Detroit’s Path to the Historic 2013 Bankruptcy
Background: The Perfect Storm
Cities collect revenue from tax sources such as those levied against properties or taken out of income as well as from fines and fees plus sales (of land and assets) among other areas. Cities spend money on direct services, as well as on fixed expenses that can be mostly invisible to their residents, meaning the amount to be spent is set and cant be changed by city officials. Those costs can be especially high and include for example, court settlements/legal expenses, debt payments, and pensions.
|Key Revenue||Key Expenses|
|Property Taxes-taxes from individuals’ homes and business properties. The amount collected is based upon the property value.||Pensions/Health Care-employees pay into a pension system for retirement and the city contributes as well then pays out of that system to retirees as they retire|
|State-shared revenue-the state allocates a portion of certain tax revenue, like sales tax, to cities||Infrastructure Debt-bonds and other borrowing used for city systems like water|
|Casino Taxes-Casinos pay taxes to operate in the city||City maintenance and services- buildings and properties; garbage; roads, etc.|
|What’s Bankruptcy? |
Bankruptcy is a last resort legal process that individuals, companies, and cities can go through when they are unable to pay their debts. Municipal bankruptcy, when cities file for bankruptcy, offers court protection when a city is in financial crisis so that basic government functions can continue while government officials work to create a plan to address the debt.
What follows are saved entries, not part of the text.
//! Build config discovery and parsing.
//!
//! Without an explicit path, the source root is searched in order for
//! `cloudbuild.yaml`, `cloudbuild.json` and `Dockerfile`. A Dockerfile is
//! turned into a one-step docker build that tags and pushes a single image.

use std::path::{Path, PathBuf};

use thiserror::Error;
use tracing::{debug, info};

use crate::consts::DOCKER_BUILDER_IMAGE;

use super::types::{BuildSpec, BuildStep};

/// Candidate config files, in search order.
pub const CONFIG_CANDIDATES: [&str; 3] = ["cloudbuild.yaml", "cloudbuild.json", "Dockerfile"];

const DOCKERFILE: &str = "Dockerfile";

#[derive(Debug, Error)]
pub enum ConfigError {
  #[error(
    "Unable to find configuration file. Please provide a cloudbuild.yaml, cloudbuild.json, or Dockerfile in the source directory '{dir}'."
  )]
  NotFound { dir: PathBuf },

  #[error("The {ext} extension is not supported.  Please pass yaml or json.")]
  UnsupportedExtension { ext: String },

  #[error("failed to read config '{path}': {source}")]
  Read {
    path: PathBuf,
    #[source]
    source: std::io::Error,
  },

  #[error("failed to parse YAML config '{path}': {source}")]
  Yaml {
    path: PathBuf,
    #[source]
    source: serde_yaml::Error,
  },

  #[error("failed to parse JSON config '{path}': {source}")]
  Json {
    path: PathBuf,
    #[source]
    source: serde_json::Error,
  },

  #[error("cannot derive an image name from source path '{path}'; pass a tag")]
  MissingTag { path: PathBuf },
}

/// Inputs to [`load_config`].
#[derive(Debug, Clone)]
pub struct ConfigRequest<'a> {
  pub source_path: &'a Path,
  pub config_path: Option<&'a Path>,
  pub project_id: &'a str,
  pub tag: Option<&'a str>,
  /// Registry host used for Dockerfile images, e.g. `gcr.io`.
  pub registry: &'a str,
}

/// Find the config file to use, without reading it.
pub fn locate_config(source_path: &Path, config_path: Option<&Path>) -> Result<PathBuf, ConfigError> {
  if let Some(explicit) = config_path {
    return Ok(explicit.to_path_buf());
  }

  CONFIG_CANDIDATES
    .iter()
    .map(|name| source_path.join(name))
    .find(|candidate| candidate.is_file())
    .ok_or_else(|| ConfigError::NotFound {
      dir: source_path.to_path_buf(),
    })
}

/// Load the build spec for a source tree.
pub fn load_config(request: &ConfigRequest<'_>) -> Result<BuildSpec, ConfigError> {
  let path = locate_config(request.source_path, request.config_path)?;
  info!(path = %path.display(), "using build config");

  if path.file_name().is_some_and(|name| name == DOCKERFILE) {
    return dockerfile_spec(request);
  }

  let ext = path
    .extension()
    .map(|e| format!(".{}", e.to_string_lossy()))
    .unwrap_or_default();
  if !matches!(ext.as_str(), ".yaml" | ".yml" | ".json") {
    return Err(ConfigError::UnsupportedExtension { ext });
  }

  let contents = std::fs::read_to_string(&path).map_err(|source| ConfigError::Read {
    path: path.clone(),
    source,
  })?;

  let spec = if ext == ".json" {
    serde_json::from_str(&contents).map_err(|source| ConfigError::Json { path, source })?
  } else {
    serde_yaml::from_str(&contents).map_err(|source| ConfigError::Yaml { path, source })?
  };
  Ok(spec)
}

fn dockerfile_spec(request: &ConfigRequest<'_>) -> Result<BuildSpec, ConfigError> {
  let tag = match request.tag {
    Some(tag) => tag.to_string(),
    None => directory_name(request.source_path).ok_or_else(|| ConfigError::MissingTag {
      path: request.source_path.to_path_buf(),
    })?,
  };

  let image = format!("{}/{}/{}", request.registry, request.project_id, tag);
  debug!(image = %image, "synthesized docker build");

  Ok(BuildSpec {
    steps: vec![BuildStep {
      name: DOCKER_BUILDER_IMAGE.to_string(),
      args: vec!["build".to_string(), "-t".to_string(), image.clone(), ".".to_string()],
      ..Default::default()
    }],
    images: vec![image],
    ..Default::default()
  })
}

fn directory_name(path: &Path) -> Option<String> {
  let resolved = dunce::canonicalize(path).unwrap_or_else(|_| path.to_path_buf());
  resolved.file_name().map(|name| name.to_string_lossy().into_owned())
}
Numerous factors over many years brought Detroit to the point of bankruptcy. At its simplest, for years the city was not collecting enough money to cover what needed to be spent. The causes for this imbalance included a shrunken tax base due to urban flight (the rapid moving of people out of urban areas) along with the impact and required maintenance of the abandoned properties left behind. Aging housing created a dramatic plunge in assessed property values and therefore decreased property tax revenue. However, the service expenses of maintaining a huge, 139-square-mile city remained along with any existing fixed expenses. Still, city leaders had to make decisions about how to maintain population, as well as, grow population and investment to generate the revenue needed to cover its expenses.
City debt doubled between 1960 and 2012 but the majority of the increased debt was on improvements to the water and sewerage system and to restructure the city pension debt. Other borrowing was used to fill budget holes but absent new revenue that created a system of continued borrowing to then fill budget holes as well as make payments on debt from the borrowing: a vicious cycle.
Detroit grew very quickly in the first half of the 20th century with the arrival of the automobile industry, and then shrank in recent decades at a similarly remarkable pace. In 1950, the city had 1.8 million people; in 2013, following a pattern of disinvestment and deindustrialization, it was home to 700,000 people as well as to tens of thousands of abandoned buildings, vacant lots and unlit streets. Mayors and councilpeople had to find ways to react to the fast changes while inheriting the challenges of previous administrations.
Collecting and Spending Over Time
- Mayors Jerome Cavanagh and Roman Gribbs maintained a large workforce 1960’s and early 1970’s as the population continued it’s drop from the 1950’s and property values began to drop
- Mayor Coleman Young cut spending by shrinking the workforce and city departments during his terms (1974-1994) and increased revenue with more taxes; Mayor Young grew city income to be greater than debt
- After 1991, the number of city pensioners outnumbered city employees eventually by 2 to 1 meaning city debts to retirees were extremely high
- Mayor Archer inherited the challenging pension system which included the use of surplus earnings directly to employees and pensioners as opposed to reinvesting in the pension system (and thus supporting the debt). He attempted to change the system but was blocked
- Mayor Archer, using grant dollars, added 1,100 employees (mostly police) in the 1990’s when the city was flush but still losing population.
- Lansing politicians reduced Detroit’s state-shared revenue by 48% from 1998 to 2012, withholding $172 million from the city, according to state records.
- Mayor Kilptrack creates a two tiered system to borrow money for employee pension debt; the system results in two sums of money owed, one for each system
- Locked into the cycle, Mayor Bing continued to borrow to cover operating expenses
Government Offices that Facilitate these Decisions
- The State of Michigan: city budgets are accountable to state elected officials and per state law, should not be approved if they are not balanced
- Mayor’s Office: Detroit’s mayors, working with the budget department and other staff, develop the recommended budget each year and negotiate city borrowing
- City Council: Mayoral budgets cannot move forward without council approval; council may also make amendments to the budget
After years of increased debt the city ran out of money to pay its debt and its operating expenses. Detroit filed for bankruptcy on July 18, 2013*, the largest municipal bankruptcy filing in American history in terms of debt. Governor Snyder’s office has said the debt was likely to be $18 billion and perhaps as much as $20 billion.
*Detroit exited bankruptcy in 2014 and its budgets were subject to the approval of a State Financial Review commission for as long as required to accomplish three consecutive years of balanced budgets. The city accomplished this in 2018.
- How do changing city administrations impact how the city collects and spends money?
- Why is population size important for a city budget?